Sur le plan éducatif, le milieu permet une chaîne d’activités plus riche, à partir de l’eau ou du vent par exemple, soutenant une liberté d’agir et de penser. Alors que les espaces intérieurs sont maîtrisés, lissés, uniformisés, l’extérieur est moins prévisible, avec des sols, des volumes, des matières différentes (terre, bois, gravier, herbe...) et des interactions plus variées. Une certaine liberté dans l’approche du milieu favorise la motricité et l’autonomie. Construire un rapport affectif au milieu, et ainsi un désir de le comprendre et d’en prendre soin permet alors une prise de conscience des équilibres écologiques et sociaux.
Des enfants d’intérieur
Mais ces inventaires de bienfaits laissent songeur, alors qu’on évoque désormais les “enfants d’intérieur” ou “enfants hors-sol”, car la constante est la même d’une génération à l’autre : les enfants investissent toujours plus tardivement le dehors. Alors qu’ils jouaient de trois à quatre heures par jour en extérieur dans les années 1960, ce temps est aujourd’hui réduit à 47 minutes en moyenne, dont seulement 29 minutes de manière autonome. En 2015, quatre enfants sur dix ne jouaient jamais dehors durant la semaine. La même année, une étude des mobilités indépendantes des enfants sur 16 pays rend compte d’un mouvement de restriction générale. La France s’y distingue par une possibilité moindre pour les enfants de sortir sans la surveillance d’un adulte, alors qu’en Finlande une majorité d’enfants se déplacent seuls à partir de 7 ans.
La prédominance de la voiture a induit une diminution de la présence des enfants dans les espaces publics, la peur parentale limitant leur rayon d’action. Coquille de protection optimisant les temps de déplacements multiples, l’automobile a donné aux parents une meilleure maîtrise des temps et des espaces de l’enfant, réduisant les possibilités de jeu libre. La peur du kidnapping, alimentée par une couverture médiatique très importante, ignore la réalité statistique (1 chance sur 14 millions). Cette distorsion de la perception du risque contribue aux attitudes de surprotection dans une société de plus en plus sécuritaire.
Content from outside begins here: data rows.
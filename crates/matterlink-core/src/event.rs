//! Push event names.

use std::fmt;

/// Events a listener can subscribe to.
///
/// All but [`EventKind::ConnectionLost`] arrive from the server;
/// `ConnectionLost` is raised locally when the transport drops.
#[derive(Debug, Clone, Copy, PartialEq, Eq, Hash, PartialOrd, Ord)]
pub enum EventKind {
    NodeAdded,
    NodeUpdated,
    NodeRemoved,
    NodeEvent,
    AttributeUpdated,
    ServerShutdown,
    ServerInfoUpdated,
    EndpointAdded,
    EndpointRemoved,
    ConnectionLost,
}

impl EventKind {
    pub const ALL: [EventKind; 10] = [
        Self::NodeAdded,
        Self::NodeUpdated,
        Self::NodeRemoved,
        Self::NodeEvent,
        Self::AttributeUpdated,
        Self::ServerShutdown,
        Self::ServerInfoUpdated,
        Self::EndpointAdded,
        Self::EndpointRemoved,
        Self::ConnectionLost,
    ];

    /// Map a server event name onto the closed set.
    ///
    /// Returns `None` for names this client does not know, and for
    /// `connection_lost`, which the server never sends.
    pub fn from_wire(name: &str) -> Option<Self> {
        Some(match name {
            "node_added" => Self::NodeAdded,
            "node_updated" => Self::NodeUpdated,
            "node_removed" => Self::NodeRemoved,
            "node_event" => Self::NodeEvent,
            "attribute_updated" => Self::AttributeUpdated,
            "server_shutdown" => Self::ServerShutdown,
            "server_info_updated" => Self::ServerInfoUpdated,
            "endpoint_added" => Self::EndpointAdded,
            "endpoint_removed" => Self::EndpointRemoved,
            _ => return None,
        })
    }

    pub fn as_str(self) -> &'static str {
        match self {
            Self::NodeAdded => "node_added",
            Self::NodeUpdated => "node_updated",
            Self::NodeRemoved => "node_removed",
            Self::NodeEvent => "node_event",
            Self::AttributeUpdated => "attribute_updated",
            Self::ServerShutdown => "server_shutdown",
            Self::ServerInfoUpdated => "server_info_updated",
            Self::EndpointAdded => "endpoint_added",
            Self::EndpointRemoved => "endpoint_removed",
            Self::ConnectionLost => "connection_lost",
        }
    }
}

impl fmt::Display for EventKind {
    fn fmt(&self, f: &mut fmt::Formatter<'_>) -> fmt::Result {
        f.write_str(self.as_str())
    }
}
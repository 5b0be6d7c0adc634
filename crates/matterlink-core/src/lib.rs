//! Core types for the Matter server WebSocket protocol.
//!
//! This crate provides the wire primitives and nothing that does I/O: the
//! outbound command envelope, the inbound classifier, the handshake payload,
//! the closed sets of commands and events, and the models carried in results.

mod command;
mod error;
mod event;
mod message;
mod model;

pub use command::Command;
pub use error::{ErrorCode, ProtocolError};
pub use event::EventKind;
pub use message::{CommandMessage, ErrorResult, EventMessage, InboundMessage, SuccessResult};
pub use model::{
    CommissionableNodeData, CommissioningParameters, MatterFabricData, MatterNode,
    MatterSoftwareVersion, NodePingResult, VendorNames,
};

use serde::{Deserialize, Serialize};

/// The schema revision this client speaks.
///
/// Servers advertising a `min_supported_schema_version` above this value
/// cannot talk to us.
pub const CLIENT_SCHEMA_VERSION: u32 = 11;

/// Server capabilities, sent as the first frame after connect.
///
/// Replaced wholesale on `server_info_updated`; never patched field by field.
#[derive(Debug, Clone, PartialEq, Eq, Serialize, Deserialize)]
pub struct ServerInfo {
    /// Schema revision implemented by the server (used for command gating).
    pub schema_version: u32,
    /// Oldest client schema the server still accepts.
    pub min_supported_schema_version: u32,
    #[serde(default)]
    pub fabric_id: u64,
    #[serde(default)]
    pub compressed_fabric_id: u64,
    #[serde(default)]
    pub sdk_version: String,
    #[serde(default)]
    pub wifi_credentials_set: bool,
    #[serde(default)]
    pub thread_credentials_set: bool,
    #[serde(default)]
    pub bluetooth_enabled: bool,
}

impl ServerInfo {
    /// Parse the handshake frame.
    ///
    /// The frame must be a flat object that is neither a result nor an event.
    pub fn from_handshake(text: &str) -> Result<Self, ProtocolError> {
        let value: serde_json::Value = serde_json::from_str(text)?;
        let object = value.as_object().ok_or(ProtocolError::NotAnObject)?;
        if object.contains_key("message_id") || object.contains_key("event") {
            return Err(ProtocolError::UnexpectedShape(
                "handshake must not carry message_id or event",
            ));
        }
        Ok(serde_json::from_value(value)?)
    }

    /// Whether the server implements at least `required`.
    pub fn supports(&self, required: u32) -> bool {
        self.schema_version >= required
    }
}

/// Connection lifecycle state.
#[derive(Debug, Clone, Copy, PartialEq, Eq)]
pub enum ConnectionState {
    /// Nothing attempted yet.
    Unconnected,
    /// Socket opening or waiting for the handshake.
    Connecting,
    /// Handshake done, commands may be issued.
    Open,
    /// Torn down. Terminal for this client instance.
    Closed,
}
Un problème pour l’autonomie des enfants. Leur environnement immédiat, entre le logement et l’école, joue un rôle crucial dans leurs apprentissages en les exposant à des situations où ils doivent prendre des décisions et gérer des risques, deux compétences essentielles à leur épanouissement et développement personnel. Un problème aussi dans la construction de leur rapport au monde, amputé du dehors et de ses interactions pour se réduire aux horizons connus et normatifs des intérieurs. D’autant plus que le temps passé devant un écran éloigne encore plus les interactions directes avec l’environnement.
Des inégalités d’accès
Éduquer dehors commence donc par éduquer au dehors, cette méconnaissance croissante gagnant aussi désormais les adultes, ex-enfants d’intérieurs, et par voie de conséquence, les acteurs éducatifs. Au risque d’une polarisation des pratiques, entre des minorités convaincues d’une éducation à l’environnement creusant toujours plus le sillon du plein air, de la « pleine nature », et une majorité d’éducateurs et d’éducatrices de moins en moins sensibilisée. Face à cet enjeu de l’accessibilité à une éducation au dehors, faire une place particulière au milieu urbain, lieu désormais naturel d’habitat du plus grand nombre, semble essentiel.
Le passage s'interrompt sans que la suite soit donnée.